Simply put, the role and service standards of today’s judicial system should be adjusted to meet the expectations of society. The results and behaviour (standards) expected from the central person, the judge, in their fulfilment of the objectives of the judicial system must be defined, followed by formulating the competencies necessary to achieve them. It is necessary to be aware of the prerequisites needed for the judge’s work to be successful (in addition to developing the competencies). It must be decided which learned competencies a candidate judge should already have acquired and at what level, and which ones we are prepared to develop in the organisation. As an organisation, we are responsible for making sure that only suitable candidates become judges. As described above, the Dutch system of selection and training of judges is radically different from that of Estonia. The choice of development activities, including training, but perhaps also the adaptability and accountability of the judicial system, depends on these choices.

Recent episodes

In January 2025, the Council of Europe’s European Commission for the Efficiency of Justice (CEPEJ) publishes the Guidelines on the evaluation of the quality of work of judges[42]. The guidelines were prepared by the CEPEJ Working Group on Quality of Justice (CEPEJ‑GT‑QUAL), which aimed to define, as a further development of CCJE Opinion No. 17[43], specific criteria and methods for measuring the quality of a judge’s work during their individual evaluation. In preparation for these guidelines, a comparative analysis[44] of the evaluation of the work of judges was carried out based on replies from 26 member states of the Council of Europe. The introduction to the document emphasises that the aim of the guidelines is not to harmonise the very different approaches to valuation existing in the Member States; rather, they aim to offer concrete guidance by building on the existing principles, thus respecting the diversity of valuation practices within Member States and allowing for flexibility and adaptation to each country’s unique judicial structure and traditions. Thereby, two basic principles are followed: (a) the evaluation shall not impede on the independence of judges; (b) the evaluation is differentiated from the disciplinary procedure. The guidelines can be summarised as follows:

  • The formal evaluation system should be complemented with informal methods, in particular self-assessment, peer‑review and mentoring of junior judges. Informal methods should not lead to formal consequences for the judge.
  • The evaluation process should apply to all judges and formal evaluation should take place every 2–4 years, more frequently for newly appointed judges. The evaluators should undergo appropriate training to ensure objectivity and consistency.
  • The evaluation criteria must be varied and balanced. The selection of criteria should clearly demonstrate that the quality of a judge’s work is different from the quality of the system as a whole. The evaluators should avoid negative evaluation of the quality of a judge’s work due to factors beyond the judge’s control, such as a heavy workload or poor working conditions. The evaluation criteria and procedures must be transparent and public; judges should have the opportunity to comment on the preliminary draft evaluation report.
  • The sources of information used in the evaluation must be reliable and include different perspectives, including the opinions of court staff and legal practitioners. To increase the judges’ trust in the evaluation process, seeking the opinion of a higher instance may be implemented.
  • When preparing an evaluation report, qualitative and quantitative aspects should be balanced and a clear structure, if possible predefined by legislation, should be followed.
  • The main purpose is to create a fair, objective and development-oriented evaluation system. The aim of both formal and informal evaluation is to achieve and maintain a high quality of judges’ work in order to strengthen public trust in the judicial system, as well as to collect information that could help improve the organisation of administration of justice and the working conditions of judges.

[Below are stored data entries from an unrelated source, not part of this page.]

//! Run configuration shared by the harvesting binaries.

use std::path::PathBuf;
use std::time::Duration;

use anyhow::Result;
use clap::builder::BoolishValueParser;
use clap::Args;
use tracing::warn;
use tracing_subscriber::EnvFilter;

use crate::enrich::{Enricher, OpenAiChat};

/// Bounds on classifier traffic for one run.
#[derive(Clone, Debug, PartialEq, Eq)]
pub struct EnrichPolicy {
    max_attempts: u32,
    backoff_step: Duration,
    call_delay: Duration,
    limit: Option<usize>,
}

impl EnrichPolicy {
    /// Constructs a policy; `limit: None` enriches every record.
    pub fn new(
        max_attempts: u32,
        backoff_step: Duration,
        call_delay: Duration,
        limit: Option<usize>,
    ) -> Self {
        Self {
            max_attempts: max_attempts.max(1),
            backoff_step,
            call_delay,
            limit,
        }
    }

    /// Total attempts per record, including the first.
    pub fn max_attempts(&self) -> u32 {
        self.max_attempts
    }

    /// Wait after failed attempt `attempt` (1-based).
    pub fn backoff(&self, attempt: u32) -> Duration {
        self.backoff_step * attempt
    }

    /// Pause between consecutive classifier calls.
    pub fn call_delay(&self) -> Duration {
        self.call_delay
    }

    /// Maximum number of records sent to the classifier.
    pub fn limit(&self) -> Option<usize> {
        self.limit
    }
}

impl Default for EnrichPolicy {
    fn default() -> Self {
        Self {
            max_attempts: 4,
            backoff_step: Duration::from_millis(300),
            call_delay: Duration::from_millis(200),
            limit: Some(120),
        }
    }
}

/// Transport timeout and pacing between season pages.
#[derive(Clone, Debug, PartialEq, Eq)]
pub struct FetchControls {
    timeout: Duration,
    wikitext_page_delay: Duration,
    html_page_delay: Duration,
}

impl FetchControls {
    pub fn new(timeout: Duration, wikitext_page_delay: Duration, html_page_delay: Duration) -> Self {
        Self {
            timeout,
            wikitext_page_delay,
            html_page_delay,
        }
    }

    pub fn timeout(&self) -> Duration {
        self.timeout
    }

    /// Pause after a season page read from wikitext.
    pub fn wikitext_page_delay(&self) -> Duration {
        self.wikitext_page_delay
    }

    /// Pause after a season page read from rendered HTML.
    pub fn html_page_delay(&self) -> Duration {
        self.html_page_delay
    }
}

impl Default for FetchControls {
    fn default() -> Self {
        Self {
            timeout: Duration::from_secs(30),
            wikitext_page_delay: Duration::from_millis(100),
            html_page_delay: Duration::from_millis(150),
        }
    }
}

/// Where the series lives on the wikis.
#[derive(Clone, Debug, PartialEq, Eq)]
pub struct SeriesConfig {
    pub name: String,
    pub episode_list_page: String,
    pub quote_page: String,
    pub seasons: u32,
    pub wikipedia: String,
    pub wikiquote: String,
}

impl SeriesConfig {
    /// Wikiquote page holding one season's quotes.
    pub fn season_quote_page(&self, season: u32) -> String {
        format!("{}_(season_{season})", self.quote_page)
    }

    /// `api.php` endpoint of the wiki at `base`.
    pub fn api_endpoint(base: &str) -> String {
        format!("{}/w/api.php", base.trim_end_matches('/'))
    }

    /// Canonical article URL of `page` on the wiki at `base`.
    pub fn page_url(base: &str, page: &str) -> String {
        format!("{}/wiki/{page}", base.trim_end_matches('/'))
    }
}

impl Default for SeriesConfig {
    fn default() -> Self {
        Self {
            name: "Seinfeld".to_string(),
            episode_list_page: "List_of_Seinfeld_episodes".to_string(),
            quote_page: "Seinfeld".to_string(),
            seasons: 9,
            wikipedia: "https://en.wikipedia.org".to_string(),
            wikiquote: "https://en.wikiquote.org".to_string(),
        }
    }
}

/// Per-binary defaults for flags whose default differs between datasets.
#[derive(Clone, Copy, Debug)]
pub struct EnrichDefaults {
    pub limit: Option<usize>,
    pub call_delay: Duration,
}

/// Flags shared by the harvesting binaries.
#[derive(Args, Debug, Clone)]
pub struct HarvestArgs {
    /// Verbose parser diagnostics (`SCRAPE_DEBUG=1`)
    #[arg(long, env = "SCRAPE_DEBUG", value_parser = BoolishValueParser::new())]
    pub debug: bool,

    /// Directory the datasets are written to
    #[arg(long, env = "SHOWCRAWL_DATA_DIR", default_value = "data")]
    pub data_dir: PathBuf,

    /// Enrichment credential; enrichment is skipped without it
    #[arg(long, env = "OPENAI_API_KEY", hide_env_values = true)]
    pub openai_api_key: Option<String>,

    /// Chat model used for enrichment
    #[arg(long, env = "SHOWCRAWL_OPENAI_MODEL", default_value = "gpt-4o-mini")]
    pub openai_model: String,

    /// OpenAI-compatible API base URL
    #[arg(long, env = "SHOWCRAWL_OPENAI_BASE", default_value = "https://api.openai.com/v1")]
    pub openai_base_url: String,

    /// Per-request enrichment timeout in seconds
    #[arg(long, env = "SHOWCRAWL_OPENAI_TIMEOUT_SECS", default_value_t = 60)]
    pub openai_timeout_secs: u64,

    /// Enrich every record instead of the first N
    #[arg(long, env = "QUOTES_ENRICH_ALL", value_parser = BoolishValueParser::new())]
    pub enrich_all: bool,

    /// Number of records sent for enrichment
    #[arg(long, env = "QUOTE_ENRICH_LIMIT")]
    pub enrich_limit: Option<usize>,

    /// Milliseconds to wait between enrichment calls
    #[arg(long, env = "SHOWCRAWL_ENRICH_DELAY_MS")]
    pub enrich_delay_ms: Option<u64>,

    /// Attempts per record before giving up
    #[arg(long, env = "SHOWCRAWL_ENRICH_ATTEMPTS", default_value_t = 4)]
    pub max_attempts: u32,

    /// Linear backoff step in milliseconds
    #[arg(long, env = "SHOWCRAWL_ENRICH_BACKOFF_MS", default_value_t = 300)]
    pub backoff_ms: u64,

    /// Source fetch timeout in seconds
    #[arg(long, env = "SHOWCRAWL_FETCH_TIMEOUT_SECS", default_value_t = 30)]
    pub fetch_timeout_secs: u64,
}

impl HarvestArgs {
    /// Converts the parsed flags into an `EnrichPolicy`.
    pub fn build_policy(&self, defaults: EnrichDefaults) -> EnrichPolicy {
        let limit = if self.enrich_all {
            None
        } else {
            self.enrich_limit.or(defaults.limit)
        };
        EnrichPolicy::new(
            self.max_attempts,
            Duration::from_millis(self.backoff_ms),
            self.enrich_delay_ms
                .map(Duration::from_millis)
                .unwrap_or(defaults.call_delay),
            limit,
        )
    }

    /// Converts the parsed flags into `FetchControls`.
    pub fn build_fetch_controls(&self) -> FetchControls {
        FetchControls {
            timeout: Duration::from_secs(self.fetch_timeout_secs),
            ..FetchControls::default()
        }
    }

    /// Credential with surrounding whitespace removed, `None` when blank.
    pub fn api_key(&self) -> Option<&str> {
        self.openai_api_key
            .as_deref()
            .map(str::trim)
            .filter(|key| !key.is_empty())
    }

    pub fn openai_timeout(&self) -> Duration {
        Duration::from_secs(self.openai_timeout_secs)
    }

    /// OpenAI-backed enricher, or a disabled one when no key is configured.
    pub fn build_enricher(&self, defaults: EnrichDefaults) -> Result<Enricher<OpenAiChat>> {
        let policy = self.build_policy(defaults);
        let Some(key) = self.api_key() else {
            warn!("OPENAI_API_KEY is not set; enrichment is disabled for this run");
            return Ok(Enricher::disabled(policy));
        };
        let chat = OpenAiChat::new(
            key,
            &self.openai_base_url,
            self.openai_model.clone(),
            self.openai_timeout(),
        )?;
        Ok(Enricher::new(chat, policy))
    }

    /// Installs the global subscriber. `RUST_LOG` wins over `--debug`.
    pub fn init_tracing(&self) {
        init_tracing(self.debug);
    }
}

/// Installs a stderr `fmt` subscriber filtered by `RUST_LOG`, falling back to
/// `debug` or `info`.
pub fn init_tracing(debug: bool) {
    let fallback = if debug { "debug" } else { "info" };
    let env_filter =
        EnvFilter::try_from_default_env().unwrap_or_else(|_| EnvFilter::new(fallback));
    tracing_subscriber::fmt()
        .with_env_filter(env_filter)
        .with_target(false)
        .with_writer(std::io::stderr)
        .init();
}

The pattern repeats itself

Ensuring and developing the quality of judges’ work is an important part of the functioning of the rule of law. One tool for this is an effective feedback system that allows judges to receive constructive and objective evaluation of their work. The current feedback mechanism is mainly based on the review of court decisions in courts of higher instance and communication between colleagues. While this provides some oversight, it may not offer sufficient opportunity for self-development. Therefore, additional measures have been implemented in several countries.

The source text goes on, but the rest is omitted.